* **WHAT TO WORK ON**
Below are some records. Return exactly the lines from the one containing "assert_eq!(v.to_dense(), vec![0., -2., 0., 1.5]);" through the one containing "let parse = |json: &str|", both included, and only those.

* **DATA EXTRACTS**
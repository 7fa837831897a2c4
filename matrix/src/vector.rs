/*
MIT License
Copyright (c) 2021 Germán Molina
Permission is hereby granted, free of charge, to any person obtaining a copy
of this software and associated documentation files (the "Software"), to deal
in the Software without restriction, including without limitation the rights
to use, copy, modify, merge, publish, distribute, sublicense, and/or sell
copies of the Software, and to permit persons to whom the Software is
furnished to do so, subject to the following conditions:
The above copyright notice and this permission notice shall be included in all
copies or substantial portions of the Software.
THE SOFTWARE IS PROVIDED "AS IS", WITHOUT WARRANTY OF ANY KIND, EXPRESS OR
IMPLIED, INCLUDING BUT NOT LIMITED TO THE WARRANTIES OF MERCHANTABILITY,
FITNESS FOR A PARTICULAR PURPOSE AND NONINFRINGEMENT. IN NO EVENT SHALL THE
AUTHORS OR COPYRIGHT HOLDERS BE LIABLE FOR ANY CLAIM, DAMAGES OR OTHER
LIABILITY, WHETHER IN AN ACTION OF CONTRACT, TORT OR OTHERWISE, ARISING FROM,
OUT OF OR IN CONNECTION WITH THE SOFTWARE OR THE USE OR OTHER DEALINGS IN THE
SOFTWARE.
*/

use crate::error::{MatrixError, Result};
use crate::traits::Numberish;
use serde::{Deserialize, Serialize};

/// Anything that can be written into a row or a column of a matrix.
pub trait VectorSource<T: Numberish> {
    /// Number of elements
    fn len(&self) -> usize;

    /// Checks whether the vector has no elements
    fn is_empty(&self) -> bool {
        self.len() == 0
    }

    /// Expands into a dense vector
    fn to_dense(&self) -> Vec<T>;
}

/// A vector with every element stored.
#[derive(Default, Debug, Clone, PartialEq, Serialize, Deserialize)]
#[serde(transparent)]
pub struct DenseVector<T: Numberish> {
    data: Vec<T>,
}

impl<T: Numberish> DenseVector<T> {
    /// Creates a vector of `n` elements with value `v`
    #[must_use]
    pub fn new(v: T, n: usize) -> Self {
        Self { data: vec![v; n] }
    }

    /// Sets element `i`
    pub fn set(&mut self, i: usize, v: T) -> Result<()> {
        let len = self.data.len();
        match self.data.get_mut(i) {
            Some(x) => {
                *x = v;
                Ok(())
            }
            None => Err(MatrixError::DimensionMismatch {
                expected: len,
                found: i + 1,
            }),
        }
    }

    /// Borrows the elements
    pub fn as_slice(&self) -> &[T] {
        &self.data
    }
}

impl<T: Numberish> From<Vec<T>> for DenseVector<T> {
    fn from(data: Vec<T>) -> Self {
        Self { data }
    }
}

impl<T: Numberish> VectorSource<T> for DenseVector<T> {
    fn len(&self) -> usize {
        self.data.len()
    }

    fn to_dense(&self) -> Vec<T> {
        self.data.clone()
    }
}

/// A vector stored in a sparse format. Explicit zeroes are allowed.
#[derive(Debug, Clone, PartialEq, Serialize, Deserialize)]
#[serde(try_from = "RawSparseVector<T>")]
pub struct SparseVector<T: Numberish> {
    dim: usize,
    // Strictly increasing, each below `dim`
    pos: Vec<usize>,
    val: Vec<T>,
}

#[derive(Deserialize)]
struct RawSparseVector<T> {
    dim: usize,
    pos: Vec<usize>,
    val: Vec<T>,
}

impl<T: Numberish> TryFrom<RawSparseVector<T>> for SparseVector<T> {
    type Error = MatrixError;

    fn try_from(raw: RawSparseVector<T>) -> Result<Self> {
        let reason = if raw.pos.len() != raw.val.len() {
            Some(format!(
                "{} positions but {} values",
                raw.pos.len(),
                raw.val.len()
            ))
        } else if raw.pos.iter().any(|i| *i >= raw.dim) {
            Some(format!("positions must be below {}", raw.dim))
        } else if raw.pos.windows(2).any(|w| w[0] >= w[1]) {
            Some("positions are not strictly sorted".to_string())
        } else {
            None
        };
        match reason {
            Some(reason) => Err(MatrixError::MalformedStorage(reason)),
            None => Ok(Self {
                dim: raw.dim,
                pos: raw.pos,
                val: raw.val,
            }),
        }
    }
}

impl<T: Numberish> SparseVector<T> {
    /// Creates an empty vector of length `dim` with room for `capacity` elements
    #[must_use]
    pub fn new(dim: usize, capacity: usize) -> Self {
        Self {
            dim,
            pos: Vec::with_capacity(capacity),
            val: Vec::with_capacity(capacity),
        }
    }

    /// Builds a vector from `(position, value)` pairs in any order.
    ///
    /// A position given more than once keeps the last value.
    pub fn from_entries(dim: usize, entries: Vec<(usize, T)>) -> Result<Self> {
        let mut ret = Self::new(dim, entries.len());
        for (i, v) in entries {
            ret.insert(i, v)?;
        }
        Ok(ret)
    }

    /// Stores `v` in position `i`, even if it is zero.
    pub fn insert(&mut self, i: usize, v: T) -> Result<()> {
        if i >= self.dim {
            return Err(MatrixError::DimensionMismatch {
                expected: self.dim,
                found: i + 1,
            });
        }
        match self.pos.binary_search(&i) {
            Ok(k) => self.val[k] = v,
            Err(k) => {
                self.pos.insert(k, i);
                self.val.insert(k, v);
            }
        }
        Ok(())
    }

    /// Number of explicitly stored elements
    pub fn non_zeros(&self) -> usize {
        self.val.len()
    }
}

impl<T: Numberish> VectorSource<T> for SparseVector<T> {
    fn len(&self) -> usize {
        self.dim
    }

    fn to_dense(&self) -> Vec<T> {
        let mut ret = vec![T::zero(); self.dim];
        for (i, v) in self.pos.iter().zip(&self.val) {
            ret[*i] = *v;
        }
        ret
    }
}

impl<T: Numberish> std::fmt::Display for DenseVector<T> {
    fn fmt(&self, f: &mut std::fmt::Formatter<'_>) -> std::fmt::Result {
        write_vector(f, &self.data)
    }
}

impl<T: Numberish> std::fmt::Display for SparseVector<T> {
    fn fmt(&self, f: &mut std::fmt::Formatter<'_>) -> std::fmt::Result {
        write_vector(f, &self.to_dense())
    }
}

/// Writes `( a b c )`
pub(crate) fn write_vector<T: Numberish>(
    f: &mut std::fmt::Formatter<'_>,
    data: &[T],
) -> std::fmt::Result {
    write!(f, "(")?;
    for v in data {
        write!(f, " {}", v)?;
    }
    write!(f, " )")
}

#[cfg(test)]
mod tests {
    use super::*;

    #[test]
    fn test_sparse_insert_keeps_order() {
        let mut v = SparseVector::new(3, 3);
        v.insert(2, 2).unwrap();
        v.insert(1, 8).unwrap();
        v.insert(0, 0).unwrap();
        assert_eq!(v.non_zeros(), 3);
        assert_eq!(v.pos, vec![0, 1, 2]);
        assert_eq!(v.to_dense(), vec![0, 8, 2]);
        assert!(v.insert(3, 1).is_err());
    }

    #[test]
    fn test_sparse_dense() {
        let v = SparseVector::from_entries(4, vec![(3, 1.5), (1, -2.)]).unwrap();
        assert_eq!(v.to_dense(), vec![0., -2., 0., 1.5]);
        assert_eq!(v.len(), 4);
        assert_eq!(format!("{}", v), "( 0 -2 0 1.5 )");
    }

    #[test]
    fn test_sparse_serde() {
        let v = SparseVector::from_entries(4, vec![(3, 7), (0, 0)]).unwrap();
        let json = serde_json::to_string(&v).unwrap();
        let v2: SparseVector<i32> = serde_json::from_str(&json).unwrap();
        assert_eq!(v, v2);
        assert_eq!(v2.non_zeros(), 2);
    }

    #[test]
    fn test_sparse_serde_rejects_malformed() {
        let parse = |json: &str| serde_json::from_str::<SparseVector<i32>>(json);
        // Lengths differ
        assert!(parse(r#"{"dim":3,"pos":[0,1],"val":[1]}"#).is_err());
        // Out of range
        assert!(parse(r#"{"dim":3,"pos":[3],"val":[1]}"#).is_err());
        // Unsorted
        assert!(parse(r#"{"dim":3,"pos":[2,0],"val":[1,2]}"#).is_err());
        // Repeated
        assert!(parse(r#"{"dim":3,"pos":[1,1],"val":[1,2]}"#).is_err());

        let raw = RawSparseVector {
            dim: 2,
            pos: vec![5],
            val: vec![1],
        };
        assert!(matches!(
            SparseVector::try_from(raw),
            Err(MatrixError::MalformedStorage(_))
        ));
    }

    #[test]
    fn test_dense() {
        let mut v = DenseVector::new(0, 3);
        v.set(1, 8).unwrap();
        assert!(v.set(3, 8).is_err());
        assert_eq!(v.as_slice(), &[0, 8, 0]);
        assert_eq!(v.len(), 3);
        assert_eq!(format!("{}", v), "( 0 8 0 )");
    }
}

* **RESULT**
        assert_eq!(v.to_dense(), vec![0., -2., 0., 1.5]);
        assert_eq!(v.len(), 4);
        assert_eq!(format!("{}", v), "( 0 -2 0 1.5 )");
    }

    #[test]
    fn test_sparse_serde() {
        let v = SparseVector::from_entries(4, vec![(3, 7), (0, 0)]).unwrap();
        let json = serde_json::to_string(&v).unwrap();
        let v2: SparseVector<i32> = serde_json::from_str(&json).unwrap();
        assert_eq!(v, v2);
        assert_eq!(v2.non_zeros(), 2);
    }

    #[test]
    fn test_sparse_serde_rejects_malformed() {
        let parse = |json: &str| serde_json::from_str::<SparseVector<i32>>(json);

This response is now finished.